黒崎:サビのあたりなんかはけっこう力をお借りしました。何回か書き直してみたんですけど、なかなかサビ頭に似合うパワーワードが出てこなかったので、akaneさんが書いたものと見比べてみたら「あっ、こっちのほうが全然パワーがあるな」ということになって。あと〈くだらない御伽噺 賭けられるの その生命を〉なんかもそうですね。すごく『され竜』の世界観を意識したフレーズというか、聴いている人をちょっと煽っている感じが勢いがあってカッコいいな、という感じで。
ーー確かにここまで挑発的な詞は黒崎さんには珍しいですね。
黒崎:ちょっと普通じゃない感じを出したかったんです。『され竜』の舞台自体が現実からかなりかけ離れているし、登場人物もその現実に対して「どうなってんだ?」と思いながら目の前の敵と戦う生き方をしている。それがすごくカッコよかったので違和感とそれと対決する感じを歌詞の中に落とし込みたいな、と思ってました。
ーーそれって『され竜』の世界に言葉を与える職業作詞家的な発想からなんですか? それとも黒崎さん自身、現状に対する違和感を抱いているのか?
黒崎:『され竜』によって呼び起こされた感情ですね。これは今回だけではないんですけど、アニメのテーマソングの作詞のお話をいただいて、原作の小説やマンガやそのアニメ自体を見ていると、物語の中に「こういう気持ちわかるな」って思い当たるフシがあることがすごく多くて。で、そこから「なんでわかるんだろう?」「あっ、私もこういう気持ちになったことがあるからだ」と気付いて歌詞に落とし込んでいくことは今までも多々ありましたから。

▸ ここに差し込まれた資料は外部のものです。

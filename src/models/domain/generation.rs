use std::fmt;
use std::str::FromStr;

use async_graphql::Enum;
use serde::{Deserialize, Serialize};

use crate::errors::{AppError, AppResult};

#[derive(Clone, Copy, Debug, PartialEq, Eq, Hash, Serialize, Deserialize, Enum)]
#[serde(try_from = "String")]
pub enum Difficulty {
    Easy,
    Medium,
    Hard,
}

impl fmt::Display for Difficulty {
    fn fmt(&self, f: &mut fmt::Formatter<'_>) -> fmt::Result {
        match self {
            Difficulty::Easy => write!(f, "Easy"),
            Difficulty::Medium => write!(f, "Medium"),
            Difficulty::Hard => write!(f, "Hard"),
        }
    }
}

impl FromStr for Difficulty {
    type Err = AppError;

    fn from_str(value: &str) -> Result<Self, Self::Err> {
        match value.trim().to_lowercase().as_str() {
            "easy" => Ok(Difficulty::Easy),
            "medium" => Ok(Difficulty::Medium),
            "hard" => Ok(Difficulty::Hard),
            other => Err(AppError::ValidationError(format!(
                "difficulty must be one of Easy, Medium, Hard (got '{}')",
                other
            ))),
        }
    }
}

impl TryFrom<String> for Difficulty {
    type Error = AppError;

    fn try_from(value: String) -> Result<Self, Self::Error> {
        value.parse()
    }
}

/// Validated parameters for one generation request.
#[derive(Clone, Debug, PartialEq, Eq)]
pub struct GenerationParams {
    topic: String,
    count: u32,
    difficulty: Difficulty,
    instructions: Option<String>,
}

impl GenerationParams {
    /// Rejects a blank topic and a count below 1. The count is never adjusted.
    pub fn new(
        topic: &str,
        count: i64,
        difficulty: Difficulty,
        instructions: Option<&str>,
    ) -> AppResult<Self> {
        let topic = topic.trim();
        if topic.is_empty() {
            return Err(AppError::ValidationError(
                "topic must not be empty".to_string(),
            ));
        }

        let count = u32::try_from(count)
            .ok()
            .filter(|c| *c >= 1)
            .ok_or_else(|| {
                AppError::ValidationError(format!(
                    "count must be a positive integer (got {})",
                    count
                ))
            })?;

        let instructions = instructions
            .map(str::trim)
            .filter(|s| !s.is_empty())
            .map(str::to_string);

        Ok(Self {
            topic: topic.to_string(),
            count,
            difficulty,
            instructions,
        })
    }

    pub fn topic(&self) -> &str {
        &self.topic
    }

    pub fn count(&self) -> u32 {
        self.count
    }

    pub fn difficulty(&self) -> Difficulty {
        self.difficulty
    }

    pub fn instructions(&self) -> Option<&str> {
        self.instructions.as_deref()
    }
}
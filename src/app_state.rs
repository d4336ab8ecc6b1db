use std::sync::Arc;

use crate::{
    config::Config,
    services::{
        generation_service::QuestionGenerationService,
        history_service::SessionHistory,
        provider::{OpenAiQuestionProvider, QuestionProvider},
    },
};

#[derive(Clone)]
pub struct AppState {
    pub generation_service: Arc<QuestionGenerationService>,
    pub history: Arc<SessionHistory>,
    pub config: Arc<Config>,
}

impl AppState {
    pub fn new(config: Config) -> Self {
        let provider = Arc::new(OpenAiQuestionProvider::new(&config));
        Self::with_provider(config, provider)
    }

    /// Builds the state around any provider; used by tests and alternate backends.
    pub fn with_provider(config: Config, provider: Arc<dyn QuestionProvider>) -> Self {
        let history = Arc::new(SessionHistory::new(
            config.history_limit,
            config.max_sessions,
        ));
        let generation_service = Arc::new(QuestionGenerationService::new(
            provider,
            history.clone(),
            &config,
        ));

        Self {
            generation_service,
            history,
            config: Arc::new(config),
        }
    }
}
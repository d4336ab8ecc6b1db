use actix_cors::Cors;
use actix_web::{middleware::Logger, web, App, HttpServer};

use quizgen_server::{
    app_state::AppState, config::Config, graphql, handlers, middleware::RequestIdMiddleware,
};

#[actix_web::main]
async fn main() -> std::io::Result<()> {
    dotenvy::dotenv().ok();
    env_logger::Builder::from_env(env_logger::Env::default().default_filter_or("info")).init();

    let config = Config::from_env();
    config.validate().map_err(std::io::Error::other)?;

    let bind_address = (config.web_server_host.clone(), config.web_server_port);
    let state = AppState::new(config);
    let schema = graphql::create_schema(state.clone());

    log::info!(
        "starting HTTP server on {}:{}",
        bind_address.0,
        bind_address.1
    );
    log::info!(
        "GraphiQL playground: http://{}:{}/graphiql",
        bind_address.0,
        bind_address.1
    );

    HttpServer::new(move || {
        App::new()
            .app_data(web::Data::new(state.clone()))
            .app_data(web::Data::new(schema.clone()))
            .wrap(Cors::permissive())
            .wrap(Logger::default())
            .wrap(RequestIdMiddleware)
            .configure(handlers::configure)
            .configure(graphql::configure)
    })
    .bind(bind_address)?
    .run()
    .await
}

ーーでは黒崎さんも『され竜』をトリガーに現状への違和感を呼び覚まされた?
黒崎:「毎日やってらんないな」みたいな気持ちは私の中にもあるな、って気付かされました(笑)。
ーーあはははは(笑)。
黒崎:スタッフさんにもファンの方にもホントによくしていただいているので「ははっ」って鼻で笑われそうな気もするんですけど(笑)、自分の中には常にあるんですよね。壁やハードルというか、悔しい気持ちや、思い通りに物事が進まないもどかしさは。『され竜』の中でも描かれているそういう感情にすごく共感ができたので、今回は自分のやさぐれた部分……ではないんですけど(笑)、怒りや苛立ちをパワーに変えるのがアニメソングとしても、黒崎真音の楽曲としても正解なのかな、という気はしています。
ーーこれまで楽曲の中で怒りを前面に押し出したことは……。
黒崎:シングルのカップリング曲やアルバム収録曲ではチョコチョコ書いてましたけど、タイトル曲ではなかったですね。自分の気持ちをグイグイ押し出すというアニメソングの作り方は好きじゃないので。タイアップ先の作品のことを第一に考えて歌詞を書きたいというポリシーがあるから、個人的な感情はなるべく反映させないようにしていたんですけど、さっきもお話したとおり、今回は『され竜』という作品と巡り会えるラッキーに恵まれたので(笑)。
ーー先ほどは『され竜』と巡り会えたおかげでアニメのテーマソングとして成立していながら、さらに黒崎真音の楽曲としてもネクストステップにふさわしいものが完成したとおっしゃってましたけど、メッセージ性の部分でも『され竜』との出合いによって黒崎真音性を強く打ち出せた?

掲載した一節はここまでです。